I just returned from a conference where there was a panel discussion on university trading rooms. One point of discussion concerned online and distance education: how can students who are not on campus benefit from a trading room? The question becomes even more important given the large increase in online courses; according to the 2010 Sloan Survey of Online Education, online enrollment increased by 21% while overall enrollment increased by only 2%.
 
A physical trading room is expensive to build and maintain. For example, a 2001 paper by Alexander, Heck, and McElreath (http://www2.stetson.edu/fsr/abstracts/vol_10_num1_p209.pdf) estimated the initial cost to be about $100k. A recent paper by Norton and Kim (http://papers.ssrn.com/sol3/papers.cfm?abstract_id=2048506) puts a lower bound of $100k, going up to $500k.  More recent estimates by Rise Vision puts the construction cost of a 30-seat trading room at around $500k and an annual budget of about $75k, and an additional $100k if you have a dedicated lab manager.
The answer to the question is not easy. It obviously depends on why you built the room in the first place and how it is used in the curriculum. 
 
1. If the trading room is like a library, just a repository of information and data, then the answer is simple: find a way for online students to have access, i.e. build a virtual trading room. Ironically, virtual access is the most difficult with some of the most costly resources in trading rooms, like Bloomberg terminals.
2. If it is integrated into a wide range of courses, then you have no choice but to create a virtual environment. By “integrated” I mean that professors regularly use the resources in their courses, for example to conduct trading simulations, assign projects utilizing the data resources, and so on. In this case, you also have to provide a way for students to learn to use the resources without necessarily having access to a person for help.
 
In our case, we have been working on creating usable technology for virtual trading rooms for almost two decades. When I was at CMU, we built a trading room in the early 1990’s, called the FAST Lab. It had live data feeds, data servers, etc. We had about 25 seats. We learned several things very quickly.
First, having the data, such as real time quotes, is not useful unless you developed educational tools to do something with it. This led to what is now the FTS Real Time System. Our goal here was, and remains, providing a set of tools so students can learn concepts, their practical application, and their usefulness. It is not “teach trading” or “stock picking.” Our teaching guide therefore contains a series of projects that students can conduct that help them understand risk and return, portfolio diversification, duration and bond immunization, how to use the option Greeks to hedge, how to apply valuation models, and so on. It provides a tight integration of theory and practice.
 
Second, we learned a lot about complexity. Putting a student into a trading room with all the “latest whatever” is like putting a drivers ed student into a formula 1 racing car and asking them to drive it at 200 mph. You have to step them up to that. Hence our effort on online textbooks, application guides, and so on. Our Financial Statement Analysis module is the latest in this series, and provides a structured, step-by-step way for students to learn financial statement analysis and conduct fundamental analysis. You can combine it with a trading exercise, but that is not necessary.

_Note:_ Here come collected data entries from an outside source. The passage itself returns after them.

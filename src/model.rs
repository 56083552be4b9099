// src/model.rs

use serde::Deserialize;

/// A single entry of the provider's JSON Web Key Set, as published.
///
/// Every field is required; the provider always publishes RSA signing keys.
#[derive(Debug, Clone, Deserialize)]
pub struct KeyRecord {
    pub alg: String,
    pub kid: String,
    pub kty: String,
    #[serde(rename = "use")]
    pub use_purpose: String,
    pub n: String,
    pub e: String,
}

/// The key set response body. Records are kept as raw JSON so that a bad
/// record is reported as a key error rather than a response error.
#[derive(Debug, Deserialize)]
pub struct JsonWebKeySet {
    pub keys: Vec<serde_json::Value>,
}

/// The JOSE header of an identity token.
#[derive(Debug, Deserialize)]
pub(crate) struct RawHeader {
    pub kid: String,
    pub alg: String,
}

/// The claim set of an identity token, before typed post-processing.
#[derive(Debug, Deserialize)]
pub(crate) struct RawPayload {
    pub iss: String,
    pub sub: String,
    pub aud: String,
    pub iat: i64,
    pub exp: i64,
    pub nonce_supported: bool,
    #[serde(default)]
    pub nonce: Option<String>,
    #[serde(default)]
    pub email: Option<String>,
    #[serde(default, deserialize_with = "lenient_bool::optional")]
    pub email_verified: Option<bool>,
    #[serde(default, deserialize_with = "lenient_bool::optional")]
    pub is_private_email: Option<bool>,
    #[serde(default)]
    pub real_user_status: Option<i64>,
}

/// Apple has sent boolean claims both as JSON booleans and as the strings
/// `"true"` / `"false"`.
mod lenient_bool {
    use serde::de::{self, Deserializer};
    use serde::Deserialize;

    #[derive(Deserialize)]
    #[serde(untagged)]
    enum BoolOrString {
        Bool(bool),
        String(String),
    }

    pub fn optional<'de, D>(deserializer: D) -> Result<Option<bool>, D::Error>
    where
        D: Deserializer<'de>,
    {
        match Option::<BoolOrString>::deserialize(deserializer)? {
            None => Ok(None),
            Some(BoolOrString::Bool(b)) => Ok(Some(b)),
            Some(BoolOrString::String(s)) => match s.as_str() {
                "true" => Ok(Some(true)),
                "false" => Ok(Some(false)),
                other => Err(de::Error::invalid_value(
                    de::Unexpected::Str(other),
                    &"a boolean or \"true\"/\"false\"",
                )),
            },
        }
    }
}
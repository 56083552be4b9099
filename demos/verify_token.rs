//! Checks a real identity token against the provider's live key set.
//!
//! ```text
//! RUST_LOG=siwa=debug cargo run --example verify_token -- \
//!     --example-jwt-file token.jwt --audience com.example.app [--check-expiry] [--key-set-url URL]
//! ```
//!
//! Archived tokens are long expired, so the expiry check is skipped unless
//! `--check-expiry` is given. Signature and audience are always checked.

use clap::Parser;
use siwa::prelude::*;
use std::fs;
use std::path::PathBuf;
use std::process::ExitCode;
use std::time::Instant;
use tracing_subscriber::EnvFilter;

/// Sign in with Apple identity token checks
#[derive(Parser, Debug)]
#[command(name = "verify_token", version, about)]
struct Cli {
    /// File holding one compact identity token
    #[arg(long)]
    example_jwt_file: PathBuf,

    /// Expected `aud` claim, usually the app's bundle identifier
    #[arg(long)]
    audience: String,

    /// Reject the token if its `exp` claim has passed
    #[arg(long)]
    check_expiry: bool,

    /// Key set endpoint, defaults to Apple's
    #[arg(long)]
    key_set_url: Option<String>,
}

fn report(number: usize, name: &str, started: Instant, outcome: &Result<(), String>) {
    let elapsed = started.elapsed().as_millis();
    match outcome {
        Ok(()) => println!("[{:03}] [PASS] {} ({}ms)", number, name, elapsed),
        Err(reason) => println!("[{:03}] [FAIL] {} ({}ms)\n       {}", number, name, elapsed, reason),
    }
}

async fn retrieve_public_keys(client: &KeySetClient) -> Result<(), String> {
    let keys = client.retrieve_all(None).await.map_err(|e| e.to_string())?;
    let first = keys.first().ok_or("the key set is empty")?;
    let specific = client
        .retrieve_by_id(first.identifier(), None)
        .await
        .map_err(|e| e.to_string())?
        .ok_or("a listed key could not be retrieved by id")?;
    if specific.identifier() != first.identifier() {
        return Err("retrieved key has a different identifier".to_string());
    }
    Ok(())
}

async fn verify_signature(
    verifier: &Verifier,
    token: &str,
    audience: &str,
    ignore_expiry: bool,
) -> Result<(), String> {
    let valid = verifier
        .is_validly_signed(token, audience, ignore_expiry)
        .await
        .map_err(|e| e.to_string())?;
    if !valid {
        return Err("the example token was not validly signed".to_string());
    }

    // Insert one character before the last three so the signature no longer matches.
    let cut = token.len() - 3;
    let bad_token = format!("{}j{}", &token[..cut], &token[cut..]);
    let valid = verifier
        .is_validly_signed(&bad_token, audience, ignore_expiry)
        .await
        .map_err(|e| e.to_string())?;
    if valid {
        return Err("a corrupted signature was accepted".to_string());
    }
    Ok(())
}

async fn run(cli: Cli) -> Result<bool, String> {
    let ignore_expiry = !cli.check_expiry;

    let token = fs::read_to_string(&cli.example_jwt_file)
        .map_err(|e| format!("Failed to read {}: {}", cli.example_jwt_file.display(), e))?;
    let token = token.trim();

    let mut builder = ConfigBuilder::new();
    if let Some(url) = &cli.key_set_url {
        builder = builder.key_set_url(url).map_err(|e| e.to_string())?;
    }
    let config = builder.build().map_err(|e| e.to_string())?;
    let verifier = Verifier::new(config).map_err(|e| e.to_string())?;

    println!("Executing Sign in with Apple checks");

    let started = Instant::now();
    let outcome = retrieve_public_keys(verifier.client()).await;
    report(1, "Retrieve the provider's public keys", started, &outcome);
    if outcome.is_err() {
        return Ok(false);
    }

    let started = Instant::now();
    let outcome = IdentityToken::parse(token).map(|_| ()).map_err(|e| e.to_string());
    report(2, "Parse an identity token", started, &outcome);
    if outcome.is_err() {
        return Ok(false);
    }

    let started = Instant::now();
    let outcome = verify_signature(&verifier, token, &cli.audience, ignore_expiry).await;
    report(3, "Verify an identity token's signature", started, &outcome);

    println!("Check sequence complete.");
    Ok(outcome.is_ok())
}

#[tokio::main]
async fn main() -> ExitCode {
    tracing_subscriber::fmt()
        .with_env_filter(EnvFilter::from_default_env())
        .init();

    match run(Cli::parse()).await {
        Ok(true) => ExitCode::SUCCESS,
        Ok(false) => ExitCode::FAILURE,
        Err(e) => {
            eprintln!("{}", e);
            ExitCode::FAILURE
        }
    }
}

#[cfg(test)]
mod tests {
    use super::*;
    use clap::error::ErrorKind;
    use clap::CommandFactory;

    #[test]
    fn command_definition_is_consistent() {
        Cli::command().debug_assert();
    }

    #[test]
    fn accepts_separate_and_inline_values() {
        let cli = Cli::try_parse_from([
            "verify_token",
            "--example-jwt-file=token.jwt",
            "--audience",
            "com.example.app",
        ])
        .unwrap();
        assert_eq!(cli.example_jwt_file, PathBuf::from("token.jwt"));
        assert_eq!(cli.audience, "com.example.app");
        assert!(cli.key_set_url.is_none());
    }

    #[test]
    fn expiry_is_skipped_unless_requested() {
        let base = ["verify_token", "--example-jwt-file", "t.jwt", "--audience", "a"];
        assert!(!Cli::try_parse_from(base).unwrap().check_expiry);

        let cli = Cli::try_parse_from(base.into_iter().chain(["--check-expiry"])).unwrap();
        assert!(cli.check_expiry);
    }

    #[test]
    fn rejects_unknown_flag() {
        let err = Cli::try_parse_from([
            "verify_token",
            "--example-jwt-file",
            "t.jwt",
            "--audence",
            "com.example.app",
        ])
        .unwrap_err();
        assert_eq!(err.kind(), ErrorKind::UnknownArgument);
    }

    #[test]
    fn requires_audience() {
        let err = Cli::try_parse_from(["verify_token", "--example-jwt-file", "t.jwt"]).unwrap_err();
        assert_eq!(err.kind(), ErrorKind::MissingRequiredArgument);
    }
}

As part of the module, we also provide quick and easy access to financial reports, so students don’t have to spend hours downloading data and copying and pasting; Excel skills are still needed, but for developing higher level skills, not the mechanics of data collection.
 
Third, we learned about access. Students tend not to work around a 9-5 schedule, and their needs depend critically on when something is due. So a room with 25 seats is totally inadequate if 300 students in core investments courses have a project that is due, and they all want to work on it at 1 am. So you have to provide distributed access. You also can’t do many other things with a limited number of seats. For example, the FTS Interactive Market is a trading simulation where students trade with each other. While the trading is organized around cases that reinforce conceptual understanding, students experience many things, such as market impact and liquidity, that are difficult to teach in a textbook and that cannot be experienced by simulations where they trade against the tape. If you want to use this in a class of 45 students, a 25 set room is limiting. So again, our application is accessible anywhere there is an Internet connection.
 
Anyway, we had a physical trading room for a few years, and then moved entirely to a virtual trading room. This also meant that when we expanded distance education and wanted to use these resources (for example, in the computational finance classroom in New York City), it was easy to expand. 
 
When writing this, I recalled an article published by the AACSB in 2003 that discussed may of the issues that we continue to discuss today. You can find a copy at http://gtf.mcmaster.ca/reports/p22-27.pdf    Many of the issues remain the same as what we discussed almost a decade ago.

Tuesday, August 7, 2012

Announcing the Financial Statement Analysis Module










We are excited to announce our new module: the FTS Financial Statement Analysis Module.    It is a unique hands-on and interactive way to teach/learn ratio analysis.  In this post, I’ll discuss why we developed this module, discuss some of the advantages of the approach we have taken, and how it complements Valuation Tutor.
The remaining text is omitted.